And then this paper that argues PV now has a stronger case than nuclear...
http://www.ncwarn.org/wp-content/uploads/2010/07/NCW-SolarReport_final1.pdf

It is also interesting what it has to say about the hidden costs of nuclear.

Here, the market seems to be speaking!...

The Institute for Southern Studies reported
that as of July 2009 two of the 17 proposed
nuclear projects have had their construction
bonds rated as “junk” status and 13 others are
rated as just one step above junk.

I didn't realize the US taxpayer insured the industry...

The nuclear industry insists on taxpayer insurance
against catastrophic accidents. The
Price-Anderson act caps the liability for an
accident at a level that now totals approximately
$11 billion, which would be distributed
among all reactor owners. Federal studies
estimate that the damage from non-worst
case accidents could exceed $500 billion.

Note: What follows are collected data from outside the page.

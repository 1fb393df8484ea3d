/// Repository errors for domain layer.
/// Use code-style identifiers for all error variants for i18n compatibility.
#[derive(Debug, Clone, PartialEq, thiserror::Error)]
pub enum RepositoryError {
    #[error("repository.read_failed")]
    Read,
    #[error("repository.write_failed")]
    Write,
    #[error("repository.corrupted")]
    Corrupted,
}
use poem_openapi::Object;

use business::domain::catalog::model::{Certificate, Partner, SocialLinks};
use business::domain::catalog::storefront::{
    CategorySummary, CompanyProfile, ProductCard, ProductListing, StorefrontPage,
};

#[derive(Debug, Clone, Object)]
pub struct SocialLinksResponse {
    #[oai(skip_serializing_if_is_none)]
    pub telegram: Option<String>,
    #[oai(skip_serializing_if_is_none)]
    pub instagram: Option<String>,
    #[oai(skip_serializing_if_is_none)]
    pub facebook: Option<String>,
    #[oai(skip_serializing_if_is_none)]
    pub youtube: Option<String>,
}

impl From<SocialLinks> for SocialLinksResponse {
    fn from(links: SocialLinks) -> Self {
        Self {
            telegram: links.telegram,
            instagram: links.instagram,
            facebook: links.facebook,
            youtube: links.youtube,
        }
    }
}

#[derive(Debug, Clone, Object)]
pub struct CompanyResponse {
    #[oai(skip_serializing_if_is_none)]
    pub name: Option<String>,
    #[oai(skip_serializing_if_is_none)]
    pub address: Option<String>,
    #[oai(skip_serializing_if_is_none)]
    pub about_us: Option<String>,
    #[oai(skip_serializing_if_is_none)]
    pub phone: Option<String>,
    #[oai(skip_serializing_if_is_none)]
    pub email: Option<String>,
    #[oai(skip_serializing_if_is_none)]
    pub website: Option<String>,
    pub socials: SocialLinksResponse,
}

impl From<CompanyProfile> for CompanyResponse {
    fn from(company: CompanyProfile) -> Self {
        Self {
            name: company.name,
            address: company.address,
            about_us: company.about_us,
            phone: company.phone,
            email: company.email,
            website: company.website,
            socials: company.socials.into(),
        }
    }
}

#[derive(Debug, Clone, Object)]
pub struct ProductCardResponse {
    pub id: u64,
    pub name: String,
    pub description: String,
    /// Absolute image URL, or the bundled placeholder path
    pub image: String,
    pub category_name: String,
    /// Decimal price as a string, e.g. "9.99"
    pub price: String,
}

impl From<ProductCard> for ProductCardResponse {
    fn from(card: ProductCard) -> Self {
        Self {
            id: card.id.value(),
            name: card.name,
            description: card.description,
            image: card.image,
            category_name: card.category_name,
            price: card.price.to_string(),
        }
    }
}

#[derive(Debug, Clone, Object)]
pub struct ProductListingResponse {
    /// One of "loaded", "empty" or "unavailable"
    pub status: String,
    pub items: Vec<ProductCardResponse>,
    /// Failure message when the products could not be fetched
    #[oai(skip_serializing_if_is_none)]
    pub message: Option<String>,
}

impl From<ProductListing> for ProductListingResponse {
    fn from(listing: ProductListing) -> Self {
        match listing {
            ProductListing::Loaded(cards) => Self {
                status: "loaded".to_string(),
                items: cards.into_iter().map(Into::into).collect(),
                message: None,
            },
            ProductListing::Empty => Self {
                status: "empty".to_string(),
                items: Vec::new(),
                message: None,
            },
            ProductListing::Unavailable(message) => Self {
                status: "unavailable".to_string(),
                items: Vec::new(),
                message: Some(message),
            },
        }
    }
}

#[derive(Debug, Clone, Object)]
pub struct CategoryResponse {
    pub id: u64,
    pub name: String,
}

impl From<CategorySummary> for CategoryResponse {
    fn from(category: CategorySummary) -> Self {
        Self {
            id: category.id.value(),
            name: category.name,
        }
    }
}

#[derive(Debug, Clone, Object)]
pub struct PartnerResponse {
    pub id: u64,
    pub name: String,
    #[oai(skip_serializing_if_is_none)]
    pub logo: Option<String>,
}

impl From<Partner> for PartnerResponse {
    fn from(partner: Partner) -> Self {
        Self {
            id: partner.id,
            name: partner.name,
            logo: partner.logo,
        }
    }
}

#[derive(Debug, Clone, Object)]
pub struct CertificateResponse {
    pub id: u64,
    #[oai(skip_serializing_if_is_none)]
    pub image: Option<String>,
    pub ordering: u32,
}

impl From<Certificate> for CertificateResponse {
    fn from(certificate: Certificate) -> Self {
        Self {
            id: certificate.id,
            image: certificate.image,
            ordering: certificate.ordering,
        }
    }
}

#[derive(Debug, Clone, Object)]
pub struct StorefrontResponse {
    #[oai(skip_serializing_if_is_none)]
    pub company: Option<CompanyResponse>,
    pub products: ProductListingResponse,
    pub categories: Vec<CategoryResponse>,
    pub partners: Vec<PartnerResponse>,
    pub certificates: Vec<CertificateResponse>,
}

impl From<StorefrontPage> for StorefrontResponse {
    fn from(page: StorefrontPage) -> Self {
        Self {
            company: page.company.map(Into::into),
            products: page.products.into(),
            categories: page.categories.into_iter().map(Into::into).collect(),
            partners: page.partners.into_iter().map(Into::into).collect(),
            certificates: page.certificates.into_iter().map(Into::into).collect(),
        }
    }
}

Some in Congress want to do even more. A
new analysis conducted for Friends of the
Earth shows that tax breaks totaling $9.7 billion
to $57.3 billion (depending on the type
and number of reactors) would come on top
of proposed subsidies totaling $35.5 billion
in the Kerry-Lieberman bill. If this bill succeeds,
nuclear plant owners might essentially
bear no risk.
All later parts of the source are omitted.